Building a 21st Century Archival Collection at the National Library of Medicine

Across NLM, strategic planning is underway and many of our colleagues are thinking about what the next century will bring for the Library. Among the many questions in mind is “what is a 21st-century collection?”

In the Images and Archives Section in NLM’s History of Medicine Division we have seen our archival collections, and our profession, grow and evolve over the past few decades as the archival records of individuals, organizations, and other communities in health and medicine are increasingly created and communicated electronically and online.

But there is more to building a 21st century collection than being digital.

Before we dive into what NLM’s archival collections look like in the 21st century, we realize some readers of this blog may be thinking, “NLM has archives?”  Indeed we do.  Our archival collections consist of over 12,000 audio-visual titles, over 150,000 prints and photographs, 18,000 linear feet of archival and manuscript collections, 6.8 terabytes of born digital content, and 5.1 terabytes of web archives that document, among other things, biotechnology; drugs; health policy; public health; and the research of leading biomedical scientists such as Marshall Nirenberg, Joshua Lederberg, and Michael E. DeBakey.

We consider three broad areas relevant to building 21st-century archival collections:

  1.  Acquiring materials that document both the past and current history of medicine and the health sciences;
  2.  Preserving those materials; and
  3.  Providing access to those materials.

These are not new areas of consideration for archivists, but what we acquire and how we preserve it and provide access to it has been rapidly changing, which means our thinking has to change as well.

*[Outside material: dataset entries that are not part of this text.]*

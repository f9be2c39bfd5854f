use std::collections::BTreeMap;

use crate::domain::node::{Node, NodeId, NodeRecord};
use crate::error::CoreError;

/// Immutable registry of campus nodes, adjacency and exit flags.
///
/// Built once at startup and shared by reference for the lifetime of the
/// process. Adjacency is symmetrized on load: if the source data lists A as
/// adjacent to B, the registry also records B adjacent to A.
#[derive(Debug, Clone)]
pub struct GraphRegistry {
    nodes: BTreeMap<NodeId, Node>,
}

impl GraphRegistry {
    /// Build a registry from raw node records, validating references and
    /// symmetrizing adjacency.
    pub fn from_records(records: Vec<NodeRecord>) -> Result<Self, CoreError> {
        if records.is_empty() {
            return Err(CoreError::EmptyGraph);
        }

        let mut nodes: BTreeMap<NodeId, Node> = BTreeMap::new();
        for record in &records {
            let node = Node {
                id: record.id.clone(),
                x: record.x,
                y: record.y,
                adjacent: Default::default(),
                is_exit: record.exit_node,
                name: record.name.clone(),
            };
            if nodes.insert(record.id.clone(), node).is_some() {
                return Err(CoreError::DuplicateNode(record.id.to_string()));
            }
        }

        for record in &records {
            for neighbor in &record.adjacent {
                if !nodes.contains_key(neighbor) {
                    return Err(CoreError::UnknownNeighbor {
                        node: record.id.to_string(),
                        neighbor: neighbor.to_string(),
                    });
                }
                if let Some(node) = nodes.get_mut(&record.id) {
                    node.adjacent.insert(neighbor.clone());
                }
                if let Some(node) = nodes.get_mut(neighbor) {
                    node.adjacent.insert(record.id.clone());
                }
            }
        }

        if !nodes.values().any(|n| n.is_exit) {
            return Err(CoreError::NoExits);
        }

        Ok(Self { nodes })
    }

    /// Parse a JSON array of node records (the `graph.json` format).
    pub fn from_json(data: &str) -> Result<Self, CoreError> {
        let records: Vec<NodeRecord> = serde_json::from_str(data)?;
        Self::from_records(records)
    }

    /// The bundled 32-node campus graph.
    pub fn campus() -> Result<Self, CoreError> {
        Self::from_json(include_str!("../../assets/campus.json"))
    }

    pub fn get(&self, id: &NodeId) -> Option<&Node> {
        self.nodes.get(id)
    }

    pub fn contains(&self, id: &NodeId) -> bool {
        self.nodes.contains_key(id)
    }

    /// Human-readable name for a node, falling back to the raw id.
    pub fn display_name<'a>(&'a self, id: &'a NodeId) -> &'a str {
        match self.nodes.get(id) {
            Some(node) if !node.name.is_empty() => &node.name,
            _ => id.as_str(),
        }
    }

    pub fn nodes(&self) -> impl Iterator<Item = &Node> {
        self.nodes.values()
    }

    pub fn exits(&self) -> impl Iterator<Item = &Node> {
        self.nodes.values().filter(|n| n.is_exit)
    }

    pub fn len(&self) -> usize {
        self.nodes.len()
    }

    pub fn is_empty(&self) -> bool {
        self.nodes.is_empty()
    }
}

#[cfg(test)]
mod tests {
    use super::*;

    fn record(id: &str, adjacent: &[&str], exit_node: bool) -> NodeRecord {
        NodeRecord {
            id: NodeId::from(id),
            x: 0.0,
            y: 0.0,
            adjacent: adjacent.iter().map(|a| NodeId::from(*a)).collect(),
            exit_node,
            name: String::new(),
        }
    }

    #[test]
    fn test_symmetrizes_one_way_adjacency() {
        // A lists B, B does not list A back.
        let registry = GraphRegistry::from_records(vec![
            record("A", &["B"], false),
            record("B", &[], true),
        ])
        .unwrap();

        assert!(registry.get(&"A".into()).unwrap().is_adjacent_to(&"B".into()));
        assert!(registry.get(&"B".into()).unwrap().is_adjacent_to(&"A".into()));
    }

    #[test]
    fn test_rejects_unknown_neighbor() {
        let result = GraphRegistry::from_records(vec![record("A", &["GHOST"], true)]);
        assert!(matches!(
            result,
            Err(CoreError::UnknownNeighbor { .. })
        ));
    }

    #[test]
    fn test_rejects_duplicate_and_empty() {
        assert!(matches!(
            GraphRegistry::from_records(vec![
                record("A", &[], true),
                record("A", &[], true)
            ]),
            Err(CoreError::DuplicateNode(_))
        ));
        assert!(matches!(
            GraphRegistry::from_records(vec![]),
            Err(CoreError::EmptyGraph)
        ));
    }

    #[test]
    fn test_rejects_graph_without_exits() {
        let result = GraphRegistry::from_records(vec![
            record("A", &["B"], false),
            record("B", &[], false),
        ]);
        assert!(matches!(result, Err(CoreError::NoExits)));
    }

    #[test]
    fn test_campus_graph_loads_and_is_symmetric() {
        let registry = GraphRegistry::campus().unwrap();
        assert_eq!(registry.len(), 32);
        assert!(registry.exits().count() > 0);

        // The raw data lists P4 adjacent to P1 only from P1's side.
        let p4 = registry.get(&"P4".into()).unwrap();
        assert!(p4.is_adjacent_to(&"P1".into()));

        for node in registry.nodes() {
            for neighbor in &node.adjacent {
                assert!(
                    registry.get(neighbor).unwrap().is_adjacent_to(&node.id),
                    "{} -> {} not symmetric",
                    node.id,
                    neighbor
                );
            }
        }
    }

    #[test]
    fn test_display_name_falls_back_to_id() {
        let registry = GraphRegistry::campus().unwrap();
        assert!(registry.display_name(&"P14".into()).contains("Hoover"));
        assert_eq!(registry.display_name(&"P99".into()), "P99");
    }

    #[test]
    fn test_exit_enumeration() {
        let registry = GraphRegistry::from_records(vec![
            record("A", &["B"], false),
            record("B", &["C"], true),
            record("C", &[], true),
        ])
        .unwrap();

        let exits: Vec<_> = registry.exits().map(|n| n.id.as_str()).collect();
        assert_eq!(exits, vec!["B", "C"]);
        assert_eq!(registry.len(), 3);
    }
}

So what makes a 21st-century collection different from one from just 50 years ago?

Expanded formats

While we continue to collect analog materials, we have expanded the formats and types of records we collect to include born-digital files—everything from email to word processing documents to digital photographs and videos.  NLM, through its web archiving program, also collects online materials such as blogs, government web sites, online news, and others related to topics such as Ebola, Zika, and bioethics.

Long-term access

The addition of born-digital materials brings preservation and access challenges. To understand the scope of these challenges, consider how you would access a file today you had saved on a floppy disk in 1992. You’d need both the right hardware—a computer with a floppy disk reader—and the right software to read the file. Neither is easy to find. To overcome these types of challenges, archivists are collaborating with IT professionals and others on ways to preserve born-digital content so it will be accessible for decades or even centuries from now.

Enhanced utility

Until recently, access to archival collections has primarily meant being able to read or view content, but we envision a 21st century collection that offers new forms of access that allows for running queries across many items and collections. Researchers may be looking for the initial occurrence of something, for patterns in how it was applied, for the response to it or impact of it. By providing tools and systems that allow this kind of analysis, we will not only accelerate discovery and glean insights; we will also deepen the collection’s usefulness.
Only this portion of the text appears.